◆ **Exercise prompt**
Of the entries below, restate word for word only the section that runs from the line with "Resolved nodes in" to the line with "if let Some(&first) = resolved.index_by_id.get(&id)", counting both ends.

◆ **Dataset**
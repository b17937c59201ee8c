//! Rebuilds the node graph from independently stored node and relation
//! texts.

use indexmap::IndexMap;
use mcm_core::{DslError, DslResult, ElementKind, EngineConfig, HasBaseAttributes, Node, Relation};
use tracing::{debug, trace};

use crate::document::{parse_node_with_config, parse_relation_with_config};

/// Resolved nodes in input order, with relations attached to their source,
/// plus the id lookup built while resolving.
#[derive(Debug, Clone, PartialEq, Default)]
pub struct ResolvedNodes {
    pub nodes: Vec<Node>,
    pub index_by_id: IndexMap<String, usize>,
}

impl ResolvedNodes {
    #[must_use]
    pub fn get(&self, id: &str) -> Option<&Node> {
        self.index_by_id
            .get(id)
            .and_then(|&index| self.nodes.get(index))
    }

    /// The node a relation points at, when it is part of this batch.
    #[must_use]
    pub fn target_of(&self, relation: &Relation) -> Option<&Node> {
        self.get(relation.target.as_deref()?)
    }

    #[must_use]
    pub fn into_nodes(self) -> Vec<Node> {
        self.nodes
    }
}

pub fn resolve_nodes<N: AsRef<str>, R: AsRef<str>>(
    node_texts: &[N],
    relation_texts: &[R],
) -> DslResult<ResolvedNodes> {
    resolve_nodes_with_config(node_texts, relation_texts, &EngineConfig::default())
}

/// Parses every node, then attaches every relation to its source node in
/// input order. Duplicate node ids, nodes without id and relations without a
/// resolvable source fail the whole batch; unknown targets resolve to `None`.
pub fn resolve_nodes_with_config<N: AsRef<str>, R: AsRef<str>>(
    node_texts: &[N],
    relation_texts: &[R],
    config: &EngineConfig,
) -> DslResult<ResolvedNodes> {
    let mut resolved = ResolvedNodes::default();

    for (position, text) in node_texts.iter().enumerate() {
        let node = parse_node_with_config(text.as_ref(), config);
        let Some(id) = node.id().map(str::to_string) else {
            return Err(DslError::missing_id(ElementKind::Node));
        };
        if let Some(&first) = resolved.index_by_id.get(&id) {
            return Err(DslError::DuplicateId {
                kind: ElementKind::Node,
                id,
                first,
                second: position,
            });
        }
        resolved.index_by_id.insert(id, resolved.nodes.len());
        resolved.nodes.push(node);
    }

    let mut relation_ids: IndexMap<String, usize> = IndexMap::new();
    for (position, text) in relation_texts.iter().enumerate() {
        let document = parse_relation_with_config(text.as_ref(), config);
        let Some(source) = document.source else {
            return Err(DslError::MissingSource { relation: position });
        };
        let Some(&source_index) = resolved.index_by_id.get(&source) else {
            return Err(DslError::UnresolvedSource {
                relation: position,
                source_id: source,
            });
        };
        let mut relation = document.relation;

        if let Some(id) = relation.id().map(str::to_string) {
            if let Some(&first) = relation_ids.get(&id) {
                return Err(DslError::DuplicateId {
                    kind: ElementKind::Relation,
                    id,
                    first,
                    second: position,
                });
            }
            relation_ids.insert(id, position);
        }

        if let Some(target) = relation.target.take() {
            if resolved.index_by_id.contains_key(&target) {
                relation.target = Some(target);
            } else {
                trace!(source = %source, target = %target, "relation target outside batch");
            }
        }
        resolved.nodes[source_index].relations.push(relation);
    }

    debug!(
        nodes = resolved.nodes.len(),
        relations = relation_texts.len(),
        "resolved node batch"
    );
    Ok(resolved)
}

◆ **Exercise output**
/// Resolved nodes in input order, with relations attached to their source,
/// plus the id lookup built while resolving.
#[derive(Debug, Clone, PartialEq, Default)]
pub struct ResolvedNodes {
    pub nodes: Vec<Node>,
    pub index_by_id: IndexMap<String, usize>,
}

impl ResolvedNodes {
    #[must_use]
    pub fn get(&self, id: &str) -> Option<&Node> {
        self.index_by_id
            .get(id)
            .and_then(|&index| self.nodes.get(index))
    }

    /// The node a relation points at, when it is part of this batch.
    #[must_use]
    pub fn target_of(&self, relation: &Relation) -> Option<&Node> {
        self.get(relation.target.as_deref()?)
    }

    #[must_use]
    pub fn into_nodes(self) -> Vec<Node> {
        self.nodes
    }
}

pub fn resolve_nodes<N: AsRef<str>, R: AsRef<str>>(
    node_texts: &[N],
    relation_texts: &[R],
) -> DslResult<ResolvedNodes> {
    resolve_nodes_with_config(node_texts, relation_texts, &EngineConfig::default())
}

/// Parses every node, then attaches every relation to its source node in
/// input order. Duplicate node ids, nodes without id and relations without a
/// resolvable source fail the whole batch; unknown targets resolve to `None`.
pub fn resolve_nodes_with_config<N: AsRef<str>, R: AsRef<str>>(
    node_texts: &[N],
    relation_texts: &[R],
    config: &EngineConfig,
) -> DslResult<ResolvedNodes> {
    let mut resolved = ResolvedNodes::default();

    for (position, text) in node_texts.iter().enumerate() {
        let node = parse_node_with_config(text.as_ref(), config);
        let Some(id) = node.id().map(str::to_string) else {
            return Err(DslError::missing_id(ElementKind::Node));
        };
        if let Some(&first) = resolved.index_by_id.get(&id) {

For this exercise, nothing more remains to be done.